## Material for this task
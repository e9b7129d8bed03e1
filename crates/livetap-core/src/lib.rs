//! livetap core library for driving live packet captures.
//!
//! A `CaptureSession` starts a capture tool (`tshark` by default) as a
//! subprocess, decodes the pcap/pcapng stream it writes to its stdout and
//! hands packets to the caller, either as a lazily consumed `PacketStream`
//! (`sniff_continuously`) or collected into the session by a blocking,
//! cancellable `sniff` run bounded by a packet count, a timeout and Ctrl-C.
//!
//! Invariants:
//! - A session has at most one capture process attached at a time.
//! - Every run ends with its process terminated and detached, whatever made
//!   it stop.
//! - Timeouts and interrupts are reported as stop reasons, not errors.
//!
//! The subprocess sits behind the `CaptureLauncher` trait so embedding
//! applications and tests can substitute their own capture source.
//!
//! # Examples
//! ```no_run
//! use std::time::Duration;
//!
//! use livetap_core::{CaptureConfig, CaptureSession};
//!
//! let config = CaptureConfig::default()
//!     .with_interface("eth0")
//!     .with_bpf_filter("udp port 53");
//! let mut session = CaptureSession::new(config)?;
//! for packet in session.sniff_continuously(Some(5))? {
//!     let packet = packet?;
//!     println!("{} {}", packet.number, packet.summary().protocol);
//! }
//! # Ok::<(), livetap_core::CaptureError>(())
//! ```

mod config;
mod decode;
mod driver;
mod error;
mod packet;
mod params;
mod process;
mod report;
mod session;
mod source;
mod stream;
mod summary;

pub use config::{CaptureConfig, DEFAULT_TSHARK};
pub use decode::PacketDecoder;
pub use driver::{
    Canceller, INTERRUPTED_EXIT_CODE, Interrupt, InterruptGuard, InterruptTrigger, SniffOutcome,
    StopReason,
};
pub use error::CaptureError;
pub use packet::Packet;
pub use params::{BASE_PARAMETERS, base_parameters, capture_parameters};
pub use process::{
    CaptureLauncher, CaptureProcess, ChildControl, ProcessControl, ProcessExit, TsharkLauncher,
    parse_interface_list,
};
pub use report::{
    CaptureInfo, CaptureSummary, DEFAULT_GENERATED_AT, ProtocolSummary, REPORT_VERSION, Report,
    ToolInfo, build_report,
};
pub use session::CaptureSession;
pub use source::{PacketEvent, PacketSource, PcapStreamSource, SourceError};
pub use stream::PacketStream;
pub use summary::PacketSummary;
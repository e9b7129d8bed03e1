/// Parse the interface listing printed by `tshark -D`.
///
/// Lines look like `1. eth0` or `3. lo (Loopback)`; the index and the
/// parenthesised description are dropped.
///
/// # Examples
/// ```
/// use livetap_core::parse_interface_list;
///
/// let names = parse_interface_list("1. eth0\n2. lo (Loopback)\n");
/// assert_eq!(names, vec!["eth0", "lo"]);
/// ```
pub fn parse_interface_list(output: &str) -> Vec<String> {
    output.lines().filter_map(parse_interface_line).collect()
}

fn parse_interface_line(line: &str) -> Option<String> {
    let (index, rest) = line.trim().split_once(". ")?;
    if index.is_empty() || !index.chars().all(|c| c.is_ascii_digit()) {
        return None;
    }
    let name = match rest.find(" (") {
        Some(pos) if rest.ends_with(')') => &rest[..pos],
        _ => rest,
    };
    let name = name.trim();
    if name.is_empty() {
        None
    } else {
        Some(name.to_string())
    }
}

## Your instructions
In the material above, how many lines include the word "rest"? Answer with the number only.

## Output of the task
4